Need for collaboration
1.14
Given the speed at which financial related crimes may be committed, law
enforcement agencies must collaborate effectively and efficiently with the
private sector to strengthen the security of financial products and services.
The committee's report details some of the successful instances of cross-agency
and agency-industry co‑operation that has led to significant progress in
deterring and disrupting financial crimes perpetrated by serious and organised
crime groups.
Financial related crime—types,
prevalence and impacts
1.15
'Financial related crime' encompasses activities 'ranging from fraud
through to the active manipulation of the stock market, or laundering the
proceeds of crime.'[2]
The International Monetary Fund defines financial related crime as 'any
non-violent crime resulting in financial loss.'[3]
In its submission, the Australian Federal Police (AFP) identify the following
components within financial related crime:
-
money laundering;
-
identity crime;
-
serious and complex fraud; and
-
corruption.[4]
1.16
Submitters broadly agreed that the impact of financial crime is highly
significant.
1.17
For instance, AUSTRAC submitted that serious and organised crimes cost
Australia up to $15 billion annually.[5]
Australia's anti-money laundering and counter‑terrorism financing
regulator argued:
Money laundering threatens Australia’s prosperity, undermines
the integrity of our financial system and funds further criminal activity that
impacts on community safety and wellbeing. For these reasons, strategic
intelligence assessments recognise money laundering as a critical risk to
Australia.[6]
1.18
Similarly the AFP outlined the broader impacts of financial related
crime which it said:
...poses a significant and growing threat to Australia's
national security as it subverts, exploits and distorts legitimate markets and
economic activity.

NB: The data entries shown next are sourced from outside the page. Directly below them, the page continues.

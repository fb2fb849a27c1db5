//! Broadcast windows.
//!
//! The beacon only transmits around the hours in [`TARGET_HOURS`]: each window opens at
//! [`OPEN_SECONDS`] past minute 58 of the preceding hour and closes when minute
//! [`CLOSE_MINUTE`] of the target hour begins. For target hour 14 that is 13:58:10 up to (but not
//! including) 14:08:00. Outside a window the device should be asleep.

use time::{CalendarTime, SECONDS_PER_HOUR, SECONDS_PER_MINUTE};

/// Hours of the day around which a broadcast window is opened.
pub const TARGET_HOURS: [u8; 8] = [2, 5, 8, 11, 14, 17, 20, 23];

/// Minute of the preceding hour during which a window opens.
pub const OPEN_MINUTE: u8 = 58;

/// Second of [`OPEN_MINUTE`] at which a window opens.
pub const OPEN_SECONDS: u8 = 10;

/// First minute of the target hour that is no longer transmitted.
pub const CLOSE_MINUTE: u8 = 8;

/// Whether `hour` is one of [`TARGET_HOURS`].
pub fn is_target_hour(hour: u8) -> bool {
	TARGET_HOURS.contains(&hour)
}

/// Seconds from `now` until the next broadcast window opens, or zero (or less) when a window is
/// open now.
///
/// `now` is local time. The window rules are applied to its hour `H` and minute `M`:
///
/// - if `H + 1` is a target hour, transmit now if `M > 58`, otherwise wait until `H:58:10`;
/// - if `H` is a target hour, transmit now if `M < 8`, otherwise wait until `(H + 2):58:10`;
/// - otherwise wait until `(H + 1):58:10`.
///
/// The waiting time is measured from `now`, so it is at most zero from `H:58:10` onwards.
///
/// # Examples
/// ```
/// # use jjy::window::sleep_seconds;
/// # use time::CalendarTime;
/// let t = |h, m, s| CalendarTime::new(2024, 5, 27, h, m, s).unwrap();
/// assert_eq!(sleep_seconds(&t(13, 59, 20)), 0);
/// assert_eq!(sleep_seconds(&t(14, 5, 0)), 0);
/// assert_eq!(sleep_seconds(&t(14, 30, 0)), 8890);
/// assert_eq!(sleep_seconds(&t(13, 58, 5)), 5);
/// ```
pub fn sleep_seconds(now: &CalendarTime) -> i64 {
	let (hour, minute) = (now.hour(), now.minute());
	let hours_ahead = if is_target_hour(hour + 1) {
		if minute > OPEN_MINUTE {
			return 0;
		}
		0
	} else if is_target_hour(hour) {
		if minute < CLOSE_MINUTE {
			return 0;
		}
		2
	} else {
		1
	};

	let open = now.start_of_hour().timestamp()
		+ hours_ahead * SECONDS_PER_HOUR
		+ OPEN_MINUTE as i64 * SECONDS_PER_MINUTE
		+ OPEN_SECONDS as i64;
	open - now.timestamp()
}

/// Whether a frame for `minute` still belongs to the current broadcast window.
///
/// Transmission continues through the end of the hour and into the target hour, and stops at the
/// first minute in `[8, 58]`.
pub fn window_continues(minute: u8) -> bool {
	!(CLOSE_MINUTE..=OPEN_MINUTE).contains(&minute)
}

/// How long the device should sleep at the end of an activation.
#[derive(Debug, Clone, Copy, PartialEq, Eq, Default)]
pub struct SleepDecision {
	/// Seconds to sleep. Zero means transmit now.
	pub seconds: u32
}

impl SleepDecision {
	/// Transmit immediately.
	pub const TRANSMIT_NOW: SleepDecision = SleepDecision { seconds: 0 };

	/// Decision for a signed number of seconds, where zero or less means transmit now.
	pub fn from_seconds(seconds: i64) -> SleepDecision {
		SleepDecision { seconds: seconds.clamp(0, u32::MAX as i64) as u32 }
	}

	/// Limit the sleep to at most `max` seconds.
	pub fn clamp(self, max: u32) -> SleepDecision {
		SleepDecision { seconds: self.seconds.min(max) }
	}

	/// Whether a broadcast window is open.
	pub fn is_transmit_now(&self) -> bool {
		self.seconds == 0
	}
}

#[cfg(test)]
mod tests {
	use super::*;

	fn t(hour: u8, minute: u8, second: u8) -> CalendarTime {
		CalendarTime::new(2024, 5, 27, hour, minute, second).unwrap()
	}

	#[test]
	fn sleep_seconds_test() {
		// Before and at the opening of the window for 14:00
		assert_eq!(sleep_seconds(&t(13, 0, 0)), 58 * 60 + 10);
		assert_eq!(sleep_seconds(&t(13, 58, 9)), 1);
		assert!(sleep_seconds(&t(13, 58, 10)) <= 0);
		assert!(sleep_seconds(&t(13, 58, 30)) <= 0);
		assert_eq!(sleep_seconds(&t(13, 59, 0)), 0);

		// Inside the target hour
		assert_eq!(sleep_seconds(&t(14, 0, 0)), 0);
		assert_eq!(sleep_seconds(&t(14, 7, 59)), 0);

		// After the window closed, wait for the next target hour
		assert_eq!(sleep_seconds(&t(14, 8, 0)), 2 * 3600 + 50 * 60 + 10);
		assert_eq!(sleep_seconds(&t(14, 30, 0)), 8890);
		assert_eq!(sleep_seconds(&t(14, 59, 30)), 7120);
		assert_eq!(sleep_seconds(&t(15, 0, 0)), 3600 + 58 * 60 + 10);
	}

	#[test]
	fn sleep_seconds_day_boundary_test() {
		// Target hour 23 rolls over into the window for 02:00 the next day
		assert_eq!(sleep_seconds(&t(23, 30, 0)), 8890);
		assert_eq!(sleep_seconds(&t(23, 59, 59)), 3600 + 58 * 60 + 11);
		assert_eq!(sleep_seconds(&t(0, 0, 0)), 3600 + 58 * 60 + 10);
		assert_eq!(sleep_seconds(&t(1, 58, 10)), 0);
		assert_eq!(sleep_seconds(&t(22, 58, 10)), 0);
	}

	#[test]
	fn sleep_seconds_all_hours_test() {
		// Whatever the time, the wait never overshoots three hours
		let mut now = t(0, 0, 0);
		for _ in 0..(24 * 60) {
			let s = sleep_seconds(&now);
			assert!(s <= 3 * 3600, "time {}: {}", now, s);
			if s > 0 {
				let open = now.add_seconds(s).unwrap();
				assert!(is_target_hour(open.hour() + 1), "time {}: opens at {}", now, open);
				assert_eq!((open.minute(), open.second()), (OPEN_MINUTE, OPEN_SECONDS));
			}
			now = now.next_minute().unwrap();
		}
	}

	#[test]
	fn window_continues_test() {
		for minute in 0..60 {
			assert_eq!(window_continues(minute), !(8..=58).contains(&minute), "minute {}", minute);
		}
		assert!(window_continues(59));
		assert!(window_continues(7));
		assert!(!window_continues(8));
		assert!(!window_continues(58));
	}

	#[test]
	fn decision_test() {
		assert_eq!(SleepDecision::from_seconds(-20), SleepDecision::TRANSMIT_NOW);
		assert!(SleepDecision::from_seconds(0).is_transmit_now());
		assert!(!SleepDecision::from_seconds(1).is_transmit_now());
		assert_eq!(SleepDecision::from_seconds(8890).clamp(3600).seconds, 3600);
		assert_eq!(SleepDecision::from_seconds(600).clamp(3600).seconds, 600);
		assert_eq!(SleepDecision::from_seconds(i64::MAX).seconds, u32::MAX);
	}
}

This crime type also undermines the ongoing stability of
Australian institutions and Governments by having a corrosive impact on
community confidence.[7]
1.19
The ACC included in its list of the impacts of financial crime:
-
increasingly volatile exchange rates and interest rates due to
unanticipated transfers of illicit funds;
-
damage to the reputation of individual sectors and businesses;
-
damage to the country’s financial reputation;
-
loss of consumer confidence in businesses;
-
negative effects on economic growth when resources are diverted
to less productive activities;
-
reduced ability to attract foreign investment; and
-
increased costs of security and regulation.[8]
1.20
Financial related crime presents a unique set of challenges for
Australian law enforcement agencies, as well as for private sector
organisations such as banks and other financial institutions.
1.21
The ACC noted that because financial crimes 'cover a broad range of
activities often combining licit and illicit financial transactions' it can be
difficult to gauge the true extent of the criminal activity.[9]
In addition to this difficulty, the ACC observed that opportunities for
financial crimes have increased due to globalisation, advances in technology,
and changes in the way financial transactions and business are conducted.[10]
The approaches used by perpetrators are highly diverse and can range from crude
to sophisticated, for example:
-
looking through a person’s rubbish for bank and credit card
statements, using pre-approved credit offers and tax information, or obtaining
old gas and electricity bills and using their personal information to apply for
a bank loan;
-
'ponzi' or pyramid investment schemes, where criminals typically
offer victims an unrealistically high rate of return on investments;
-
facilitation of money laundering; and
-
insider trading.[11]
1.22
A key challenge for law enforcement in combatting financial crime is
access to data held by financial institutions, commonwealth agencies and other
police jurisdictions. With an increasingly globalised world, a further critical
factor for law enforcement is addressing the increasing sophistication of
financial crime, especially the use of technology:
Financial crime is becoming increasingly sophisticated, often
due to the interconnected nature of global financial markets and the virtual
world that we live in now and the role of technology in facilitating most of
our financial transactions. It is also instructive that, of the national
criminal target lists that the Australian Crime Commission have identified, up
to 70 per cent are either internationally based or have international
connections.
So the connectivity in both domestic and international
markets is quite a critical factor.[12]
1.23
This complex and ever evolving type of criminal activity naturally
presents significant challenges for law enforcement agencies. Over the course
of the inquiry, the committee heard evidence from numerous witnesses and
submitters of the efforts to combat financial related crime.[13]
1.24
The committee has made numerous substantive recommendations that it
believes will greatly enhance the ability of individuals, service providers and
law enforcement agencies to better protect themselves from financial related
crime in Australia.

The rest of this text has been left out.